Data protection watchdog slams organisation for lax attitude to encryption.
The Nursing and Midwifery Council (NMC) has been hit with a £150,000 data breach fine by the Information Commissioner’s Office (ICO).
The data protection watchdog was forced to act after the Council lost three unencrypted DVDs containing evidence from two vulnerable children for use in a forthcoming misconduct trial.
The discs were thought to have been included in a package of evidence that was being couriered to the hearing venue, but – on opening – they were found to be missing and have never been recovered.
David Smith, deputy commissioner and director of data protection at the ICO, hit out at the NMC for failing to ensure the information on the discs was encrypted.
“Had that simple step been taken, the information would have remained secure and we would not have had to issue this penalty,” he said.
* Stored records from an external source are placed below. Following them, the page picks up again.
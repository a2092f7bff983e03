use std::collections::BTreeMap;

use ivm_data::{Constraint, Key, Ordering, PrimaryKey, Row, SortKey, Value};
use ivm_errors::{IvmError, IvmResult};

use crate::change::{Change, Node, SourceChange};
use crate::hash_index::HashIndex;
use crate::lazy::LazyNodes;
use crate::pipeline::NodeId;

/// The declared type of one column (spec §6's schema declaration). Carries
/// no behavior of its own; it exists so a caller can validate the shape of
/// rows it feeds into a source before pushing them, the way a column's
/// declared storage type anchors validation in a typed relational engine.
#[derive(Clone, Copy, Debug, PartialEq, Eq)]
pub enum ColumnType {
    Bool,
    Number,
    Text,
}

/// One column's declared type plus whether `Null` is a legal value for it.
#[derive(Clone, Debug, PartialEq, Eq)]
pub struct ColumnSpec {
    pub ty: ColumnType,
    pub optional: bool,
}

impl ColumnSpec {
    pub fn new(ty: ColumnType, optional: bool) -> Self {
        ColumnSpec { ty, optional }
    }
}

/// `{name, columns, primaryKey}` (spec §6). Validated once at construction;
/// every later operation trusts it.
#[derive(Clone, Debug)]
pub struct SourceSchema {
    pub name: String,
    pub columns: BTreeMap<String, ColumnSpec>,
    pub primary_key: PrimaryKey,
}

impl SourceSchema {
    pub fn new(
        name: impl Into<String>,
        columns: BTreeMap<String, ColumnSpec>,
        primary_key: PrimaryKey,
    ) -> IvmResult<Self> {
        for col in primary_key.columns() {
            if !columns.contains_key(col) {
                return Err(IvmError::InvalidSchema(format!(
                    "primary key column {col:?} is not a declared column"
                )));
            }
        }
        Ok(SourceSchema {
            name: name.into(),
            columns,
            primary_key,
        })
    }
}

/// The authoritative owner of one table's rows (spec §4.1): a `BTreeMap`
/// keyed by primary key, one ordered secondary index per distinct
/// requested ordering beyond the primary key's own, any number of hash
/// indices built on demand, and the list of connections to fan changes out
/// to, in registration order.
#[derive(Debug)]
pub struct SourceNode {
    schema: SourceSchema,
    rows: BTreeMap<Key, Row>,
    // `Ordering` has no total order of its own (it's a list of sort
    // columns, not a sortable value), so distinct requested orderings are
    // kept as a small linear table rather than a map key — the expected
    // number of live orderings per source is the number of distinct
    // connections against it, not the row count.
    secondary_indices: Vec<(Ordering, BTreeMap<SortKey, Key>)>,
    hash_indices: BTreeMap<String, HashIndex>,
    connections: Vec<NodeId>,
}

impl SourceNode {
    pub fn new(schema: SourceSchema) -> Self {
        SourceNode {
            schema,
            rows: BTreeMap::new(),
            secondary_indices: Vec::new(),
            hash_indices: BTreeMap::new(),
            connections: Vec::new(),
        }
    }

    pub fn schema(&self) -> &SourceSchema {
        &self.schema
    }

    pub(crate) fn register_connection(&mut self, connection: NodeId) {
        self.connections.push(connection);
    }

    pub(crate) fn connections(&self) -> &[NodeId] {
        &self.connections
    }

    /// Ensure a secondary ordered index exists for `ordering`, populating it
    /// from the current row set if it is new.
    pub(crate) fn ensure_ordering(&mut self, ordering: &Ordering) {
        if self.secondary_indices.iter().any(|(o, _)| o == ordering) {
            return;
        }
        let mut index = BTreeMap::new();
        for (pk, row) in &self.rows {
            index.insert(ordering.sort_key(row), pk.clone());
        }
        self.secondary_indices.push((ordering.clone(), index));
    }

    fn index_for(&self, ordering: &Ordering) -> &BTreeMap<SortKey, Key> {
        &self
            .secondary_indices
            .iter()
            .find(|(o, _)| o == ordering)
            .expect("ensure_ordering just populated this")
            .1
    }

    pub fn get_or_create_and_maintain_hash_index(&mut self, column: &str) -> &HashIndex {
        if !self.hash_indices.contains_key(column) {
            let mut idx = HashIndex::new(column);
            for (pk, row) in &self.rows {
                if let Some(v) = row.get(column) {
                    idx.insert(v.clone(), pk.clone());
                }
            }
            self.hash_indices.insert(column.to_string(), idx);
        }
        self.hash_indices.get(column).expect("just inserted")
    }

    fn pk_of(&self, row: &Row) -> Key {
        self.schema.primary_key.key_for(row)
    }

    /// Apply one primitive change, returning the derived [`Change`](s) to
    /// fan out to every connection, in the order they must be delivered.
    /// A PK-changing edit decomposes into exactly two entries: `Remove`
    /// then `Add` (spec §4.1, §9).
    pub fn apply(&mut self, change: SourceChange) -> IvmResult<Vec<Change>> {
        match change {
            SourceChange::Add(row) => {
                let pk = self.pk_of(&row);
                if self.rows.contains_key(&pk) {
                    return Err(IvmError::DuplicatePrimaryKey(format!("{pk:?}")));
                }
                self.insert_indices(&pk, &row);
                self.rows.insert(pk, row.clone());
                Ok(vec![Change::Add(Node::new(row))])
            }
            SourceChange::Remove(row) => {
                let pk = self.pk_of(&row);
                match self.rows.get(&pk) {
                    Some(existing) if existing == &row => {}
                    _ => return Err(IvmError::NotFound(format!("{pk:?}"))),
                }
                self.remove_indices(&pk, &row);
                self.rows.remove(&pk);
                Ok(vec![Change::Remove(Node::new(row))])
            }
            SourceChange::Edit { old_row, row } => {
                let old_pk = self.pk_of(&old_row);
                let new_pk = self.pk_of(&row);
                match self.rows.get(&old_pk) {
                    Some(existing) if existing == &old_row => {}
                    _ => return Err(IvmError::NotFound(format!("{old_pk:?}"))),
                }
                if old_pk == new_pk {
                    self.remove_indices(&old_pk, &old_row);
                    self.insert_indices(&new_pk, &row);
                    self.rows.insert(new_pk, row.clone());
                    Ok(vec![Change::Edit {
                        old_row,
                        row,
                    }])
                } else {
                    if self.rows.contains_key(&new_pk) {
                        return Err(IvmError::DuplicatePrimaryKey(format!("{new_pk:?}")));
                    }
                    self.remove_indices(&old_pk, &old_row);
                    self.rows.remove(&old_pk);
                    self.insert_indices(&new_pk, &row);
                    self.rows.insert(new_pk, row.clone());
                    Ok(vec![
                        Change::Remove(Node::new(old_row)),
                        Change::Add(Node::new(row)),
                    ])
                }
            }
        }
    }

    fn insert_indices(&mut self, pk: &Key, row: &Row) {
        for (ordering, index) in &mut self.secondary_indices {
            index.insert(ordering.sort_key(row), pk.clone());
        }
        for (column, index) in &mut self.hash_indices {
            if let Some(v) = row.get(column) {
                index.insert(v.clone(), pk.clone());
            }
        }
    }

    fn remove_indices(&mut self, pk: &Key, row: &Row) {
        for (ordering, index) in &mut self.secondary_indices {
            index.remove(&ordering.sort_key(row));
        }
        for (column, index) in &mut self.hash_indices {
            if let Some(v) = row.get(column) {
                index.remove(v, pk);
            }
        }
    }

    /// Produce rows matching every constraint in `constraints`, in
    /// `ordering`, as [`Node`]s with empty relationships.
    pub fn fetch(&mut self, ordering: &Ordering, constraints: &[Constraint]) -> LazyNodes {
        self.ensure_ordering(ordering);
        let nodes = self
            .index_for(ordering)
            .values()
            .filter_map(|pk| self.rows.get(pk))
            .filter(|row| constraints.iter().all(|c| c.matches(row)))
            .cloned()
            .map(Node::new)
            .collect::<Vec<_>>();
        LazyNodes::new(nodes)
    }

    /// Produce rows with `column == value`, via the hash index on `column`
    /// rather than a full ordered scan (spec §4.2: "used by joins as the
    /// fast side"). The candidate set returned by the index is typically
    /// small (one join key's worth of matches), so sorting just that set
    /// into `ordering` is cheap compared to scanning every row in the
    /// source to find it.
    pub fn fetch_equals(
        &mut self,
        column: &str,
        value: &Value,
        ordering: &Ordering,
        extra_constraints: &[Constraint],
    ) -> LazyNodes {
        let keys: Vec<Key> = {
            let index = self.get_or_create_and_maintain_hash_index(column);
            index.get(value).cloned().collect()
        };
        let mut nodes = keys
            .iter()
            .filter_map(|pk| self.rows.get(pk))
            .filter(|row| extra_constraints.iter().all(|c| c.matches(row)))
            .cloned()
            .map(Node::new)
            .collect::<Vec<_>>();
        nodes.sort_by(|a, b| ordering.compare_rows(&a.row, &b.row));
        LazyNodes::new(nodes)
    }
}

/// A named view of a source producing rows in a fixed ordering, with an
/// optional set of equality predicates the connection always applies
/// (spec §4.1). Treated as an implicit `Filter` at both `fetch` and `push`
/// time, so `applied_filters` is always `true` in this engine: a
/// connection never asks its caller to re-check what it has already
/// enforced.
#[derive(Debug)]
pub struct ConnectionNode {
    pub(crate) source: NodeId,
    pub(crate) ordering: Ordering,
    pub(crate) optional_filters: Vec<Constraint>,
    pub(crate) output: Option<NodeId>,
}

impl ConnectionNode {
    pub fn new(source: NodeId, ordering: Ordering, optional_filters: Vec<Constraint>) -> Self {
        ConnectionNode {
            source,
            ordering,
            optional_filters,
            output: None,
        }
    }

    pub fn applied_filters(&self) -> bool {
        true
    }

    pub(crate) fn set_output(&mut self, output: NodeId) {
        self.output = Some(output);
    }

    fn passes(&self, row: &Row) -> bool {
        self.optional_filters.iter().all(|c| c.matches(row))
    }

    /// Filter a node against this connection's own predicates, the same
    /// way it would be filtered on an equivalent `fetch`.
    pub(crate) fn admit(&self, change: &Change) -> Option<Change> {
        if self.optional_filters.is_empty() {
            return Some(change.clone());
        }
        match change {
            Change::Add(node) => self.passes(&node.row).then(|| change.clone()),
            Change::Remove(node) => self.passes(&node.row).then(|| change.clone()),
            Change::Edit { old_row, row } => {
                let old_ok = self.passes(old_row);
                let new_ok = self.passes(row);
                match (old_ok, new_ok) {
                    (true, true) => Some(change.clone()),
                    (false, true) => Some(Change::Add(Node::new(row.clone()))),
                    (true, false) => Some(Change::Remove(Node::new(old_row.clone()))),
                    (false, false) => None,
                }
            }
            Change::Child { row, .. } => self.passes(row).then(|| change.clone()),
        }
    }
}

#[cfg(test)]
mod tests {
    use super::*;
    use ivm_data::Value;
    use std::collections::BTreeMap as Map;

    fn schema() -> SourceSchema {
        let mut columns = Map::new();
        columns.insert("id".to_string(), ColumnSpec::new(ColumnType::Text, false));
        columns.insert("name".to_string(), ColumnSpec::new(ColumnType::Text, false));
        SourceSchema::new("issues", columns, PrimaryKey::new(vec!["id".into()]).unwrap()).unwrap()
    }

    fn row(id: &str, name: &str) -> Row {
        Row::new([
            ("id".to_string(), Value::from(id)),
            ("name".to_string(), Value::from(name)),
        ])
    }

    #[test]
    fn add_rejects_duplicate_pk() {
        let mut src = SourceNode::new(schema());
        src.apply(SourceChange::Add(row("i1", "a"))).unwrap();
        let err = src.apply(SourceChange::Add(row("i1", "b"))).unwrap_err();
        assert!(matches!(err, IvmError::DuplicatePrimaryKey(_)));
    }

    #[test]
    fn remove_requires_exact_row_match() {
        let mut src = SourceNode::new(schema());
        src.apply(SourceChange::Add(row("i1", "a"))).unwrap();
        let err = src
            .apply(SourceChange::Remove(row("i1", "different")))
            .unwrap_err();
        assert!(matches!(err, IvmError::NotFound(_)));
    }

    #[test]
    fn pk_changing_edit_decomposes_into_remove_then_add() {
        let mut src = SourceNode::new(schema());
        src.apply(SourceChange::Add(row("i1", "a"))).unwrap();
        let changes = src
            .apply(SourceChange::Edit {
                old_row: row("i1", "a"),
                row: row("i2", "a"),
            })
            .unwrap();
        assert_eq!(changes.len(), 2);
        assert!(matches!(changes[0], Change::Remove(_)));
        assert!(matches!(changes[1], Change::Add(_)));
    }

    #[test]
    fn fetch_respects_ordering_and_constraint() {
        let mut src = SourceNode::new(schema());
        src.apply(SourceChange::Add(row("i2", "b"))).unwrap();
        src.apply(SourceChange::Add(row("i1", "a"))).unwrap();
        let ordering = Ordering::new(vec![]).canonicalize(&src.schema().primary_key);
        let fetched = src.fetch(&ordering, &[]).drain_all();
        assert_eq!(fetched[0].row.get("id"), Some(&Value::from("i1")));
        assert_eq!(fetched[1].row.get("id"), Some(&Value::from("i2")));

        let constraint = Constraint::new("id", "i2");
        let fetched = src.fetch(&ordering, &[constraint]).drain_all();
        assert_eq!(fetched.len(), 1);
    }

    #[test]
    fn fetch_equals_uses_hash_index_and_orders_the_match_set() {
        let mut src = SourceNode::new(schema());
        src.apply(SourceChange::Add(row("i2", "shared"))).unwrap();
        src.apply(SourceChange::Add(row("i1", "shared"))).unwrap();
        src.apply(SourceChange::Add(row("i3", "other"))).unwrap();
        let ordering = Ordering::new(vec![]).canonicalize(&src.schema().primary_key);

        let fetched = src
            .fetch_equals("name", &Value::from("shared"), &ordering, &[])
            .drain_all();
        assert_eq!(fetched.len(), 2);
        assert_eq!(fetched[0].row.get("id"), Some(&Value::from("i1")));
        assert_eq!(fetched[1].row.get("id"), Some(&Value::from("i2")));

        // The index is built lazily on first use and reused afterward.
        assert!(src.hash_indices.contains_key("name"));
    }
}
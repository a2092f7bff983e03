//! Incremental view-maintenance dataflow core: rows flow from a
//! [`source::SourceNode`] through a chain of operators in `ops` to a
//! [`view::ViewNode`], each primitive change pushed all the way through to
//! a fully materialized result before the call returns (spec §5's
//! synchronous-cascade model).
//!
//! Everything above a source speaks in [`change::Change`]; a
//! [`pipeline::Pipeline`] owns every node in one query and is the only way
//! to wire them together or drive a change through them.

pub mod change;
pub mod hash_index;
pub mod lazy;
pub mod ops;
pub mod pipeline;
pub mod source;
#[cfg(feature = "testing")]
pub mod testing;
pub mod view;

pub use change::{Change, Node, SourceChange};
pub use hash_index::HashIndex;
pub use lazy::LazyNodes;
pub use ops::filter::{CompareOp, FilterNode, Predicate};
pub use ops::join::JoinNode;
pub use ops::project::ProjectNode;
pub use ops::skip::SkipNode;
pub use ops::take::TakeNode;
pub use pipeline::{NodeId, NodeKind, Pipeline};
pub use source::{ColumnSpec, ColumnType, ConnectionNode, SourceNode, SourceSchema};
pub use view::{ViewNode, ViewSchema};

#[cfg(feature = "testing")]
pub use testing::{Catch, Replay, SnitchNode};
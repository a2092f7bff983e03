use ivm_data::{Constraint, Ordering};
use ivm_errors::IvmResult;

use crate::change::{Change, Node};
use crate::lazy::LazyNodes;
use crate::pipeline::{NodeId, Pipeline};

/// Maintains the first `limit` rows of the upstream ordering (spec §4.5).
///
/// Keeps no persistent window of its own. By the time a `push` reaches
/// this node the upstream source has already applied the underlying
/// change (spec §3's fetch/push consistency invariant), so a fresh
/// `fetch(&[])` of the upstream always reflects the *post*-change state;
/// comparing the changed row's position in that fresh list against
/// `limit` is enough to decide what crossed the boundary, with no
/// separate scratch to keep in sync.
#[derive(Debug)]
pub struct TakeNode {
    upstream: NodeId,
    ordering: Ordering,
    limit: usize,
    pub(crate) output: Option<NodeId>,
}

impl TakeNode {
    pub fn new(upstream: NodeId, ordering: Ordering, limit: usize) -> Self {
        TakeNode {
            upstream,
            ordering,
            limit,
            output: None,
        }
    }

    fn handle_add(&mut self, pipeline: &Pipeline, self_id: NodeId, node: Node) -> IvmResult<()> {
        let Some(output) = self.output else {
            return Ok(());
        };
        // Upstream already contains `node`; find where it landed.
        let after = pipeline.fetch(self.upstream, &[])?.drain_all();
        let Some(index) = after.iter().position(|n| n.row == node.row) else {
            return Ok(());
        };
        if index >= self.limit {
            return Ok(());
        }
        pipeline.push(output, self_id, Change::Add(node))?;
        if after.len() > self.limit {
            let evicted = after[self.limit].clone();
            pipeline.push(output, self_id, Change::Remove(evicted))?;
        }
        Ok(())
    }

    fn handle_remove(&mut self, pipeline: &Pipeline, self_id: NodeId, node: Node) -> IvmResult<()> {
        let Some(output) = self.output else {
            return Ok(());
        };
        // Upstream no longer contains `node`; recover its old position by
        // finding where it would sort among what remains.
        let after = pipeline.fetch(self.upstream, &[])?.drain_all();
        let key = self.ordering.sort_key(&node.row);
        let old_index = after.partition_point(|n| self.ordering.sort_key(&n.row) < key);
        if old_index >= self.limit {
            return Ok(());
        }
        pipeline.push(output, self_id, Change::Remove(node))?;
        let old_window_size = self.limit.min(after.len() + 1);
        let backfill_index = old_window_size - 1;
        if backfill_index < after.len() {
            pipeline.push(output, self_id, Change::Add(after[backfill_index].clone()))?;
        }
        Ok(())
    }

    pub fn push(&mut self, pipeline: &Pipeline, self_id: NodeId, change: Change) -> IvmResult<()> {
        match change {
            Change::Add(node) => self.handle_add(pipeline, self_id, node),
            Change::Remove(node) => self.handle_remove(pipeline, self_id, node),
            Change::Edit { old_row, row } => {
                let unchanged = self.ordering.sort_key(&old_row) == self.ordering.sort_key(&row);
                if unchanged {
                    let after = pipeline.fetch(self.upstream, &[])?.drain_all();
                    let index = after.iter().position(|n| n.row == row);
                    if let (Some(output), Some(index)) = (self.output, index) {
                        if index < self.limit {
                            pipeline.push(output, self_id, Change::Edit { old_row, row })?;
                        }
                    }
                    Ok(())
                } else {
                    self.handle_remove(pipeline, self_id, Node::new(old_row))?;
                    self.handle_add(pipeline, self_id, Node::new(row))
                }
            }
            child @ Change::Child { .. } => {
                if let Some(output) = self.output {
                    pipeline.push(output, self_id, child)?;
                }
                Ok(())
            }
        }
    }

    pub fn fetch(&self, pipeline: &Pipeline, constraints: &[Constraint]) -> IvmResult<LazyNodes> {
        let nodes = pipeline
            .fetch(self.upstream, constraints)?
            .take(self.limit)
            .collect::<Vec<_>>();
        Ok(LazyNodes::new(nodes))
    }

    pub fn cleanup(&mut self, pipeline: &Pipeline, constraints: &[Constraint]) -> IvmResult<LazyNodes> {
        let nodes = pipeline
            .cleanup(self.upstream, constraints)?
            .take(self.limit)
            .collect::<Vec<_>>();
        Ok(LazyNodes::new(nodes))
    }
}

#[cfg(test)]
mod tests {
    use super::*;

    #[test]
    fn old_window_size_computation_excludes_out_of_range_backfill() {
        // A window of limit 2 with only 1 row left after removal has no
        // backfill candidate.
        let limit = 2usize;
        let after_len = 1usize;
        let old_window_size = limit.min(after_len + 1);
        assert_eq!(old_window_size, 2);
        assert!(old_window_size - 1 >= after_len);
    }
}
In a statement to IT Pro, the NMC said it regretted losing the discs, before expressing disappointment at the ICO's decision.
“We want to reassure the public and all our stakeholders that we recognise the importance of data protection and the need for data security. The cause of the incident is understood to have been an isolated human error,” said the statement.
“Our policy, in place at the time, required encryption. We received the DVDs from the police unencrypted but we failed to encrypt them before we sent them on. We very much regret this and have now corrected our practice.”
Even so, Smith has urged companies to seize on this latest breach to review their own data security procedures.
“I would urge organisations to take the time to check their policy on how personal information is handled. Is the policy robust? Does it cover audio and video files containing personal information? And is it being followed in every case,” he said.
“If the answer to any of those questions is no, then the organisation risks a data breach that damages public trust and a possible weighty monetary penalty,” Smith added.